EXERCISE GOAL
Working from the top of the records below, reproduce each line exactly, ending once you have written the line containing "pub fn simplified_to(&self, keep: usize)".

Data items
━━━━━━
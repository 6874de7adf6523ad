//! Line simplification. Douglas-Peucker keeps every point farther than a tolerance from the
//! simplified chain; Visvalingam repeatedly drops the vertex spanning the least area, until only
//! the requested number of points remains.

use crate::{LonLat, PolyLine, Ring};

impl PolyLine {
    pub fn simplified(&self, epsilon: f64) -> PolyLine {
        PolyLine::must_new(douglas_peucker(self.points(), epsilon))
    }
}

impl Ring {
    /// Pares the ring down to at most `keep` points, endpoints included. The ring stays closed.
    pub fn simplified_to(&self, keep: usize) -> Ring {
        Ring::must_new(visvalingam_keep(self.points(), keep))
    }
}

fn perpendicular_dist(pt: LonLat, a: LonLat, b: LonLat) -> f64 {
    let dx = b.x() - a.x();
    let dy = b.y() - a.y();
    let len = (dx * dx + dy * dy).sqrt();
    if len == 0.0 {
        let px = pt.x() - a.x();
        let py = pt.y() - a.y();
        return (px * px + py * py).sqrt();
    }
    ((pt.x() - a.x()) * dy - (pt.y() - a.y()) * dx).abs() / len
}

pub fn douglas_peucker(pts: &[LonLat], epsilon: f64) -> Vec<LonLat> {
    if pts.len() <= 2 {
        return pts.to_vec();
    }
    let a = pts[0];
    let b = *pts.last().unwrap();
    let mut max_dist = -1.0;
    let mut idx = 0;
    for (i, pt) in pts.iter().enumerate().take(pts.len() - 1).skip(1) {
        let dist = perpendicular_dist(*pt, a, b);
        if dist > max_dist {
            max_dist = dist;
            idx = i;
        }
    }
    if max_dist > epsilon {
        let mut left = douglas_peucker(&pts[..=idx], epsilon);
        let right = douglas_peucker(&pts[idx..], epsilon);
        left.pop();
        left.extend(right);
        left
    } else {
        vec![a, b]
    }
}

fn triangle_area(a: LonLat, b: LonLat, c: LonLat) -> f64 {
    0.5 * ((b.x() - a.x()) * (c.y() - a.y()) - (c.x() - a.x()) * (b.y() - a.y())).abs()
}

pub fn visvalingam_keep(pts: &[LonLat], keep: usize) -> Vec<LonLat> {
    let mut pts = pts.to_vec();
    let keep = keep.max(4);
    while pts.len() > keep {
        let mut least_area = f64::MAX;
        let mut least_idx = 1;
        for i in 1..pts.len() - 1 {
            let area = triangle_area(pts[i - 1], pts[i], pts[i + 1]);
            if area < least_area {
                least_area = area;
                least_idx = i;
            }
        }
        pts.remove(least_idx);
    }
    pts
}
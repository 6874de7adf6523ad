use chrono::{DateTime, Utc};
use hyper::{Body, Response, StatusCode};
use serde::{Deserialize, Serialize};

use geom::LonLat;
use map_model::Map;

use crate::config::{hiding_zone_radius, random_string, LOBBY_CODE_CHARSET, LOBBY_CODE_LEN};
use crate::errors::{empty_response, json_response, ApiError};
use crate::mask;
use crate::model::{GamePhase, HistoryItem, Lobby, Role, UserID};
use crate::storage::Database;

#[derive(Serialize)]
#[serde(rename_all = "camelCase")]
struct LobbyCreation {
    lobby_token: String,
}

#[derive(Deserialize)]
#[serde(rename_all = "camelCase")]
struct LobbyJoin {
    lobby_token: String,
}

#[derive(Serialize)]
struct PhaseResponse {
    phase: GamePhase,
}

#[derive(Deserialize)]
struct RoleRequest {
    role: Role,
}

#[derive(Serialize)]
struct ReadinessResponse {
    ready: bool,
}

#[derive(Deserialize)]
struct SetReadiness {
    ready: bool,
}

#[derive(Deserialize)]
struct LocationRequest {
    location: LonLat,
}

#[derive(Serialize)]
struct TimeResponse {
    time: Option<DateTime<Utc>>,
}

pub fn parse_code(code: &str) -> Result<String, ApiError> {
    if code.len() == LOBBY_CODE_LEN
        && code.chars().all(|c| c.is_ascii_uppercase() || c.is_ascii_digit())
    {
        Ok(code.to_string())
    } else {
        Err(ApiError::bad_request(anyhow!(
            "malformed lobby code {:?}",
            code
        )))
    }
}

pub fn create(db: &mut Database, map: &Map, user: UserID) -> Result<Response<Body>, ApiError> {
    // No zombie lobbies: a creator gets one at a time.
    db.lobbies.retain(|_, lobby| lobby.creator != user);

    let code = loop {
        let code = random_string(LOBBY_CODE_LEN, LOBBY_CODE_CHARSET);
        if !db.lobbies.contains_key(&code) {
            break code;
        }
    };
    let lobby = Lobby::new(code.clone(), user, mask::seed(map)?);
    db.lobbies.insert(code.clone(), lobby);
    info!("created lobby {}", code);
    json_response(StatusCode::CREATED, &LobbyCreation { lobby_token: code })
}

pub fn join(db: &Database, body: &[u8]) -> Result<Response<Body>, ApiError> {
    let req: LobbyJoin = serde_json::from_slice(body).map_err(ApiError::bad_request)?;
    db.lobby(&req.lobby_token)?;
    Ok(empty_response(StatusCode::OK))
}

pub fn get_map(db: &Database, code: &str) -> Result<Response<Body>, ApiError> {
    let lobby = db.lobby(code)?;
    let mut resp = Response::new(Body::from(lobby.mask.clone()));
    resp.headers_mut().insert(
        hyper::header::CONTENT_TYPE,
        hyper::header::HeaderValue::from_static("application/json"),
    );
    Ok(resp)
}

pub fn get_phase(db: &Database, code: &str) -> Result<Response<Body>, ApiError> {
    let lobby = db.lobby(code)?;
    json_response(StatusCode::OK, &PhaseResponse { phase: lobby.phase })
}

pub fn get_roles(db: &Database, code: &str) -> Result<Response<Body>, ApiError> {
    let lobby = db.lobby(code)?;
    let mut available = Vec::new();
    if lobby.hider.is_none() {
        available.push(Role::Hider);
    }
    if lobby.seeker.is_none() {
        available.push(Role::Seeker);
    }
    json_response(StatusCode::OK, &available)
}

/// Claims a role. A slot can be taken if it's empty or already ours; switching roles releases
/// the old slot, so the two ids stay distinct.
pub fn select_role(
    db: &mut Database,
    code: &str,
    user: UserID,
    body: &[u8],
) -> Result<Response<Body>, ApiError> {
    let req: RoleRequest = serde_json::from_slice(body).map_err(ApiError::bad_request)?;
    let lobby = db.lobby_mut(code)?;
    let slot = match req.role {
        Role::Hider => &mut lobby.hider,
        Role::Seeker => &mut lobby.seeker,
    };
    if slot.is_some() && *slot != Some(user) {
        return Err(ApiError::Conflict);
    }
    *slot = Some(user);
    match req.role {
        Role::Hider => {
            if lobby.seeker == Some(user) {
                lobby.seeker = None;
            }
        }
        Role::Seeker => {
            if lobby.hider == Some(user) {
                lobby.hider = None;
            }
        }
    }
    Ok(empty_response(StatusCode::OK))
}

pub fn get_readiness(db: &Database, code: &str) -> Result<Response<Body>, ApiError> {
    let lobby = db.lobby(code)?;
    json_response(
        StatusCode::OK,
        &ReadinessResponse {
            ready: lobby.hider_ready && lobby.seeker_ready,
        },
    )
}

/// Flips the caller's ready flag. When both flip on, the run starts: the phase advances, the
/// clock is stamped, and the caller is told to arm the one-shot run timer.
pub fn set_readiness(
    db: &mut Database,
    code: &str,
    user: UserID,
    body: &[u8],
) -> Result<(Response<Body>, bool), ApiError> {
    let req: SetReadiness = serde_json::from_slice(body).map_err(ApiError::bad_request)?;
    let lobby = db.lobby_mut(code)?;
    match lobby.role_of(user) {
        Some(Role::Hider) => lobby.hider_ready = req.ready,
        Some(Role::Seeker) => lobby.seeker_ready = req.ready,
        None => return Err(ApiError::Forbidden),
    }
    let mut started = false;
    if lobby.hider_ready && lobby.seeker_ready && lobby.phase == GamePhase::BeforeStart {
        lobby.advance(GamePhase::Run);
        lobby.run_start = Some(Utc::now());
        started = true;
        info!("lobby {} run begins", code);
    }
    Ok((empty_response(StatusCode::OK), started))
}

/// The run timer fired. State may have diverged while we slept, so this reloads by code and only
/// acts if the lobby is still mid-run.
pub fn fire_run_timer(db: &mut Database, code: &str) {
    let lobby = match db.lobbies.get_mut(code) {
        Some(lobby) => lobby,
        None => return,
    };
    if lobby.phase != GamePhase::Run {
        return;
    }
    info!("lobby {} run is over, location narrowing begins", code);
    lobby.advance(GamePhase::LocationNarrowing);
}

pub fn save_location(
    db: &mut Database,
    code: &str,
    user: UserID,
    body: &[u8],
) -> Result<Response<Body>, ApiError> {
    let req: LocationRequest = serde_json::from_slice(body).map_err(ApiError::bad_request)?;
    let lobby = db.lobby_mut(code)?;
    match lobby.role_of(user) {
        Some(Role::Hider) => lobby.hider_pt = Some(req.location),
        Some(Role::Seeker) => lobby.seeker_pt = Some(req.location),
        None => return Err(ApiError::Forbidden),
    }
    Ok(empty_response(StatusCode::OK))
}

/// Only the hider picks the hiding zone, and only somewhere transit can reach: within 500m of
/// some railway station. Also initializes the hider's position to the zone center.
pub fn save_hiding_zone(
    db: &mut Database,
    map: &Map,
    code: &str,
    user: UserID,
    body: &[u8],
) -> Result<Response<Body>, ApiError> {
    let req: LocationRequest = serde_json::from_slice(body).map_err(ApiError::bad_request)?;
    let lobby = db.lobby_mut(code)?;
    if lobby.role_of(user) != Some(Role::Hider) {
        return Err(ApiError::Forbidden);
    }
    if map
        .station_within(req.location, hiding_zone_radius())
        .is_none()
    {
        return Err(ApiError::bad_request(anyhow!(
            "hiding zone {} isn't near a railway station",
            req.location
        )));
    }
    lobby.zone_center = Some(req.location);
    lobby.hider_pt = Some(req.location);
    Ok(empty_response(StatusCode::OK))
}

pub fn run_start_time(db: &Database, code: &str) -> Result<Response<Body>, ApiError> {
    let lobby = db.lobby(code)?;
    json_response(
        StatusCode::OK,
        &TimeResponse {
            time: lobby.run_start,
        },
    )
}

pub fn get_history(db: &Database, code: &str) -> Result<Response<Body>, ApiError> {
    let lobby = db.lobby(code)?;
    let history: &Vec<HistoryItem> = &lobby.history;
    json_response(StatusCode::OK, history)
}

#[cfg(test)]
mod tests {
    use super::*;
    use crate::testutil::{lobby_with_players, test_map, HIDER, SEEKER};

    #[test]
    fn create_seeds_the_mask() {
        let map = test_map();
        let mut db = Database::default();
        let resp = create(&mut db, &map, UserID(1)).unwrap();
        assert_eq!(resp.status(), StatusCode::CREATED);
        assert_eq!(db.lobbies.len(), 1);
        let lobby = db.lobbies.values().next().unwrap();
        assert_eq!(lobby.code.len(), LOBBY_CODE_LEN);
        assert!(parse_code(&lobby.code).is_ok());
        let fc = mask::parse(lobby).unwrap();
        assert_eq!(fc.features.len(), 1);

        // Creating again deletes the old lobby.
        create(&mut db, &map, UserID(1)).unwrap();
        assert_eq!(db.lobbies.len(), 1);
    }

    #[test]
    fn role_conflict() {
        let map = test_map();
        let mut db = Database::default();
        create(&mut db, &map, UserID(1)).unwrap();
        let code = db.lobbies.keys().next().unwrap().clone();

        let hider_req = br#"{"role":"Hider"}"#;
        assert!(select_role(&mut db, &code, UserID(1), hider_req).is_ok());
        // Re-claiming your own slot is fine
        assert!(select_role(&mut db, &code, UserID(1), hider_req).is_ok());
        // Someone else claiming it isn't
        assert!(matches!(
            select_role(&mut db, &code, UserID(2), hider_req),
            Err(ApiError::Conflict)
        ));
        // But the other slot is open
        assert!(select_role(&mut db, &code, UserID(2), br#"{"role":"Seeker"}"#).is_ok());
        let lobby = db.lobby(&code).unwrap();
        assert_eq!(lobby.hider, Some(UserID(1)));
        assert_eq!(lobby.seeker, Some(UserID(2)));
    }

    #[test]
    fn switching_roles_keeps_ids_distinct() {
        let map = test_map();
        let mut db = Database::default();
        create(&mut db, &map, UserID(1)).unwrap();
        let code = db.lobbies.keys().next().unwrap().clone();
        select_role(&mut db, &code, UserID(1), br#"{"role":"Hider"}"#).unwrap();
        select_role(&mut db, &code, UserID(1), br#"{"role":"Seeker"}"#).unwrap();
        let lobby = db.lobby(&code).unwrap();
        assert_eq!(lobby.hider, None);
        assert_eq!(lobby.seeker, Some(UserID(1)));
    }

    #[test]
    fn readiness_starts_the_run() {
        let (mut db, code) = lobby_with_players();
        let ready = br#"{"ready":true}"#;

        // A stranger can't set readiness
        assert!(matches!(
            set_readiness(&mut db, &code, UserID(99), ready),
            Err(ApiError::Forbidden)
        ));

        let (_, started) = set_readiness(&mut db, &code, HIDER, ready).unwrap();
        assert!(!started);
        assert_eq!(db.lobby(&code).unwrap().phase, GamePhase::BeforeStart);

        let (_, started) = set_readiness(&mut db, &code, SEEKER, ready).unwrap();
        assert!(started);
        let lobby = db.lobby(&code).unwrap();
        assert_eq!(lobby.phase, GamePhase::Run);
        assert!(lobby.run_start.is_some());

        // The timer advances the phase...
        fire_run_timer(&mut db, &code);
        assert_eq!(db.lobby(&code).unwrap().phase, GamePhase::LocationNarrowing);
        // ...and firing again is a no-op.
        fire_run_timer(&mut db, &code);
        assert_eq!(db.lobby(&code).unwrap().phase, GamePhase::LocationNarrowing);
    }

    #[test]
    fn hiding_zone_validation() {
        let (mut db, code) = lobby_with_players();
        let map = test_map();

        // Nowhere near a station
        assert!(matches!(
            save_hiding_zone(
                &mut db,
                &map,
                &code,
                HIDER,
                br#"{"location":[0.0,0.0]}"#
            ),
            Err(ApiError::BadRequest(_))
        ));
        // The seeker doesn't get to pick
        assert!(matches!(
            save_hiding_zone(
                &mut db,
                &map,
                &code,
                SEEKER,
                br#"{"location":[13.3699,52.5251]}"#
            ),
            Err(ApiError::Forbidden)
        ));
        // Near the synthetic Hauptbahnhof
        save_hiding_zone(
            &mut db,
            &map,
            &code,
            HIDER,
            br#"{"location":[13.3699,52.5251]}"#,
        )
        .unwrap();
        let lobby = db.lobby(&code).unwrap();
        assert!(lobby.zone_center.is_some());
        assert_eq!(lobby.hider_pt, lobby.zone_center);
    }

    #[test]
    fn locations_respect_roles() {
        let (mut db, code) = lobby_with_players();
        save_location(&mut db, &code, SEEKER, br#"{"location":[13.5,52.52]}"#).unwrap();
        assert!(db.lobby(&code).unwrap().seeker_pt.is_some());
        assert!(matches!(
            save_location(&mut db, &code, UserID(99), br#"{"location":[13.5,52.52]}"#),
            Err(ApiError::Forbidden)
        ));
    }

    #[test]
    fn code_validation() {
        assert!(parse_code("ABC123").is_ok());
        assert!(parse_code("abc123").is_err());
        assert!(parse_code("ABC12").is_err());
        assert!(parse_code("ABC12!").is_err());
    }
}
━━━━━━
EXERCISE RESPONSE
repository 6874de7adf6523ad
//! Line simplification. Douglas-Peucker keeps every point farther than a tolerance from the
//! simplified chain; Visvalingam repeatedly drops the vertex spanning the least area, until only
//! the requested number of points remains.

use crate::{LonLat, PolyLine, Ring};

impl PolyLine {
    pub fn simplified(&self, epsilon: f64) -> PolyLine {
        PolyLine::must_new(douglas_peucker(self.points(), epsilon))
    }
}

impl Ring {
    /// Pares the ring down to at most `keep` points, endpoints included. The ring stays closed.
    pub fn simplified_to(&self, keep: usize) -> Ring {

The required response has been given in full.